Scriveva frasi di Don Giussani sul retro del biglietto del treno per convicere la sua interlocutrice che Comunione e Liberazione è un gruppo giusto. Ci aggiungeva anche che era legittimo che chi facesse parte di questa "confraternita" potesse ambire di diritto a ruoli e incarichi più importanti rispetto al resto della gente.
Per tutto il resto della giornata mi sono chiesto se quello che avevo sentito fosse stato vero. La risposta che mi do è che purtroppo lo era.
Lei si era seduta di fronte a me poco prima della partenza del treno. Lui l'aveva riconosciuta da fuori e si era seduto con lei anche se aveva il biglietto di prima classe. Probabilmente non si vedevano da tanto. Lei doveva andare a Bologna. L'avevo intuito dalle birkenstock con calzino a righe colorate che portava ai piedi. Ha scoperto di aver sbagliato treno solo dopo il passaggio del controllore. Sarebbe quindi dovuta scendere a Padova. A completare il quartetto, seduto di fronte a me c'era un ragazzo italiano ma di colore.
Ho ascoltato la mia musichetta, ignaro di tutto, fintanto che ho deciso di deliziarmi a giocare a
Flick Fishing. Quindi orecchie libere. "
Ecco, ecco. Leggi cosa diceva una persona molto molto importante che adesso non c'è più (Don Giussani, ndr)..", le passa il biglietto del treno e continua con i suoi deliri.

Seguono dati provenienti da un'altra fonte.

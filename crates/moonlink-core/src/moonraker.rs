//! Typed Moonraker facade over a [`Session`].
//!
//! Besides the request helpers, [`Moonraker`] registers an internal
//! notification listener that keeps the [`Printer`] projection current:
//!
//! | Notification                       | Effect                                   |
//! |------------------------------------|------------------------------------------|
//! | `notify_status_update`             | merge into the snapshot                  |
//! | `connected`, `notify_klippy_ready` | reset, resubscribe, seed from the reply  |
//! | `notify_klippy_disconnected`       | state `disconnected`                     |
//! | `notify_klippy_shutdown`           | state `shutdown`                         |
//! | `notify_gcode_response`            | debug log                                |
//!
//! The listener runs on its own task and handles notifications one at a
//! time, so a status update never lands before the resubscription seed.
//! Derived events are queued to a single delivery task started by
//! [`Moonraker::open`].

use std::sync::{Arc, Mutex, PoisonError};
use std::time::Duration;

use moonlink_rpc::{
    ConnectionState, Endpoint, Notification, NotificationListener, Session, SessionConfig,
};
use serde::de::DeserializeOwned;
use serde_json::{Map, Value, json};
use tokio::sync::{RwLock, mpsc, watch};
use tracing::{debug, error, info};

use crate::config::MoonrakerConfig;
use crate::events::{EventKind, EventListener, EventListeners, PrinterEvent};
use crate::printer::{Printer, PrinterSnapshot, PrinterState};
use crate::types::{FileEntry, FileMetadata, HistoryList, HistoryQuery};
use crate::Result;

/// Status topics requested on every (re)connection
pub const SUBSCRIBED_OBJECTS: [&str; 15] = [
    "bed_mesh",
    "display_status",
    "extruder",
    "fan",
    "gcode_move",
    "heater_bed",
    "idle_timeout",
    "pause_resume",
    "print_stats",
    "toolhead",
    "virtual_sdcard",
    "webhooks",
    "motion_report",
    "firmware_retraction",
    "exclude_object",
];

const HTTP_TIMEOUT: Duration = Duration::from_secs(30);

/// Params of `printer.objects.subscribe` for [`SUBSCRIBED_OBJECTS`]
#[must_use]
pub fn subscribe_params() -> Value {
    let objects: Map<String, Value> = SUBSCRIBED_OBJECTS
        .iter()
        .map(|name| ((*name).to_string(), Value::Null))
        .collect();
    json!({ "objects": objects })
}

/// Routes session notifications into the printer projection
struct Dispatcher {
    session: Session,
    printer: Arc<RwLock<Printer>>,
    events: mpsc::UnboundedSender<PrinterEvent>,
}

impl Dispatcher {
    async fn handle(&self, notification: Notification) -> anyhow::Result<()> {
        match notification.method.as_str() {
            "notify_status_update" => {
                let Value::Object(partial) = &notification.params else {
                    debug!("ignoring non-object status update: {}", notification.params);
                    return Ok(());
                };
                let events = self.printer.write().await.update(partial);
                self.publish(events);
            }
            "notify_gcode_response" => {
                debug!("gcode response: {}", notification.params);
            }
            "connected" | "notify_klippy_ready" => {
                self.printer.write().await.reset();
                info!(
                    "subscribing printer objects (method: \"{}\")",
                    notification.method
                );
                self.resubscribe().await?;
            }
            "notify_klippy_disconnected" => {
                let event = self
                    .printer
                    .write()
                    .await
                    .change_state(PrinterState::Disconnected);
                self.publish(event);
            }
            "notify_klippy_shutdown" => {
                let event = self
                    .printer
                    .write()
                    .await
                    .change_state(PrinterState::Shutdown);
                self.publish(event);
            }
            _ => {}
        }
        Ok(())
    }

    async fn resubscribe(&self) -> anyhow::Result<()> {
        let result = self
            .session
            .request("printer.objects.subscribe", Some(subscribe_params()))
            .await?;

        let events = match result.get("status") {
            Some(Value::Object(status)) => self.printer.write().await.update(status),
            _ => {
                debug!("subscription reply carried no status");
                Vec::new()
            }
        };
        self.publish(events);
        Ok(())
    }

    fn publish(&self, events: impl IntoIterator<Item = PrinterEvent>) {
        for event in events {
            // Receiver lives as long as the facade
            let _ = self.events.send(event);
        }
    }
}

async fn deliver_events(
    mut rx: mpsc::UnboundedReceiver<PrinterEvent>,
    listeners: Arc<EventListeners>,
) {
    while let Some(event) = rx.recv().await {
        listeners.emit(event).await;
    }
}

struct Inner {
    session: Session,
    printer: Arc<RwLock<Printer>>,
    listeners: Arc<EventListeners>,
    events_rx: Mutex<Option<mpsc::UnboundedReceiver<PrinterEvent>>>,
}

/// Controller facade. Clones share one session and one printer projection.
#[derive(Clone)]
pub struct Moonraker {
    inner: Arc<Inner>,
}

impl Moonraker {
    #[must_use]
    pub fn new(endpoint: Endpoint, config: SessionConfig) -> Self {
        let session = Session::new(endpoint, config);
        let printer = Arc::new(RwLock::new(Printer::new()));
        let (events, events_rx) = mpsc::unbounded_channel();

        let dispatcher = Arc::new(Dispatcher {
            session: session.clone(),
            printer: Arc::clone(&printer),
            events,
        });
        session.subscribe(move |notification: Notification| {
            let dispatcher = Arc::clone(&dispatcher);
            async move { dispatcher.handle(notification).await }
        });

        Self {
            inner: Arc::new(Inner {
                session,
                printer,
                listeners: Arc::new(EventListeners::new()),
                events_rx: Mutex::new(Some(events_rx)),
            }),
        }
    }

    /// Build from the `moonraker` config section.
    ///
    /// # Errors
    ///
    /// Returns `Error::Config` if the endpoint does not parse.
    pub fn from_config(config: &MoonrakerConfig) -> Result<Self> {
        Ok(Self::new(config.endpoint()?, config.session_config()))
    }

    #[must_use]
    pub fn session(&self) -> &Session {
        &self.inner.session
    }

    #[must_use]
    pub fn endpoint(&self) -> &Endpoint {
        self.inner.session.endpoint()
    }

    /// Start connecting and delivering events.
    ///
    /// # Errors
    ///
    /// Fails if the session is already running or was closed.
    pub async fn open(&self) -> Result<()> {
        self.inner.session.open().await?;

        let rx = self
            .inner
            .events_rx
            .lock()
            .unwrap_or_else(PoisonError::into_inner)
            .take();
        if let Some(rx) = rx {
            self.inner
                .session
                .spawn(deliver_events(rx, Arc::clone(&self.inner.listeners)));
        }
        Ok(())
    }

    pub async fn close(&self) {
        self.inner.session.close().await;
    }

    #[must_use]
    pub fn is_online(&self) -> bool {
        self.inner.session.is_online()
    }

    #[must_use]
    pub fn connection_state(&self) -> ConnectionState {
        self.inner.session.state()
    }

    #[must_use]
    pub fn state_changes(&self) -> watch::Receiver<ConnectionState> {
        self.inner.session.state_changes()
    }

    /// Copy of the current printer snapshot
    pub async fn printer(&self) -> PrinterSnapshot {
        self.inner.printer.read().await.snapshot().clone()
    }

    pub fn add_listener<L: EventListener>(&self, kind: EventKind, listener: L) {
        self.inner.listeners.add(kind, listener);
    }

    /// Receive raw session notifications, including `connected`.
    pub fn subscribe_raw<L: NotificationListener>(&self, listener: L) {
        self.inner.session.subscribe(listener);
    }

    /// Send an arbitrary request.
    ///
    /// # Errors
    ///
    /// Returns `Error::Rpc` for connection failures and controller errors.
    pub async fn request(&self, method: &str, params: Option<Value>) -> Result<Value> {
        Ok(self.inner.session.request(method, params).await?)
    }

    async fn request_as<T: DeserializeOwned>(
        &self,
        method: &str,
        params: Option<Value>,
    ) -> Result<T> {
        let value = self.request(method, params).await?;
        Ok(serde_json::from_value(value)?)
    }

    /// # Errors
    ///
    /// Returns `Error::Rpc` if the call fails.
    pub async fn emergency_stop(&self) -> Result<Value> {
        self.request("printer.emergency_stop", None).await
    }

    /// # Errors
    ///
    /// Returns `Error::Rpc` if the call fails.
    pub async fn restart(&self) -> Result<Value> {
        self.request("printer.restart", None).await
    }

    /// # Errors
    ///
    /// Returns `Error::Rpc` if the call fails.
    pub async fn firmware_restart(&self) -> Result<Value> {
        self.request("printer.firmware_restart", None).await
    }

    /// # Errors
    ///
    /// Returns `Error::Rpc` if the call fails.
    pub async fn gcode_script(&self, script: &str) -> Result<Value> {
        self.request("printer.gcode.script", Some(json!({ "script": script })))
            .await
    }

    /// # Errors
    ///
    /// Returns `Error::Rpc` if the call fails, `Error::Json` on an unexpected
    /// reply shape.
    pub async fn get_file_list(&self) -> Result<Vec<FileEntry>> {
        self.request_as("server.files.list", None).await
    }

    /// # Errors
    ///
    /// Returns `Error::Rpc` if the call fails, `Error::Json` on an unexpected
    /// reply shape.
    pub async fn get_file_dir(&self, path: &str) -> Result<Vec<FileEntry>> {
        self.request_as("server.files.list", Some(json!({ "path": path })))
            .await
    }

    /// # Errors
    ///
    /// Returns `Error::Rpc` if the call fails, `Error::Json` on an unexpected
    /// reply shape.
    pub async fn get_file_metadata(&self, filename: &str) -> Result<FileMetadata> {
        self.request_as(
            "server.files.metadata",
            Some(json!({ "filename": filename })),
        )
        .await
    }

    /// # Errors
    ///
    /// Returns `Error::Rpc` if the call fails.
    pub async fn print_start(&self, filename: &str) -> Result<Value> {
        self.request("printer.print.start", Some(json!({ "filename": filename })))
            .await
    }

    /// # Errors
    ///
    /// Returns `Error::Rpc` if the call fails.
    pub async fn print_pause(&self) -> Result<Value> {
        self.request("printer.print.pause", None).await
    }

    /// # Errors
    ///
    /// Returns `Error::Rpc` if the call fails.
    pub async fn print_resume(&self) -> Result<Value> {
        self.request("printer.print.resume", None).await
    }

    /// # Errors
    ///
    /// Returns `Error::Rpc` if the call fails.
    pub async fn print_cancel(&self) -> Result<Value> {
        self.request("printer.print.cancel", None).await
    }

    /// Query current values; `objects` maps subsystem to requested fields or null.
    ///
    /// # Errors
    ///
    /// Returns `Error::Rpc` if the call fails.
    pub async fn objects_query(&self, objects: Value) -> Result<Value> {
        self.request("printer.objects.query", Some(json!({ "objects": objects })))
            .await
    }

    /// # Errors
    ///
    /// Returns `Error::Rpc` if the call fails, `Error::Json` on an unexpected
    /// reply shape.
    pub async fn history_list(&self, query: HistoryQuery) -> Result<HistoryList> {
        self.request_as("server.history.list", Some(query.to_params()))
            .await
    }

    /// Download a file under the gcodes root, typically a thumbnail.
    ///
    /// Returns `None` on any failure; the cause is logged.
    pub async fn get_thumbnail(&self, path: &str) -> Option<Vec<u8>> {
        let url = self
            .endpoint()
            .http_url(&format!("/server/files/gcodes/{path}"));

        match fetch_bytes(&url).await {
            Ok(bytes) => Some(bytes),
            Err(e) => {
                error!("failed to get \"{}\" ({:#})", url, e);
                None
            }
        }
    }
}

async fn fetch_bytes(url: &str) -> anyhow::Result<Vec<u8>> {
    let client = reqwest::Client::builder().timeout(HTTP_TIMEOUT).build()?;

    let response = client.get(url).send().await?;
    let status = response.status();
    if status != reqwest::StatusCode::OK {
        anyhow::bail!("invalid response code {}", status.as_u16());
    }

    Ok(response.bytes().await?.to_vec())
}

Ad un certo punto, mentre io rasentavo l'imbarazzo più assoluto, il ragazzo di fronte a me sbotta e gli dice che se l'Italia è il paese di merda che è, lo è per colpa loro. Manifesto solidarietà di pensiero al ragazzo. Il ciellino ovviamente non è d'accordo, ma lascia perdere. Non vuole dar corda ed entrare in polemica. Il treno arriva a Padova e scendono.
Morale della favola: se i fricchettoni sapessero leggere le indicazioni in stazione non prenderebbero i treni sbagliati, consentendo, come è giusto che sia, che i ciellini viaggino in prima classe ed eviterebbero di far cadere i coglioni al sottoscritto.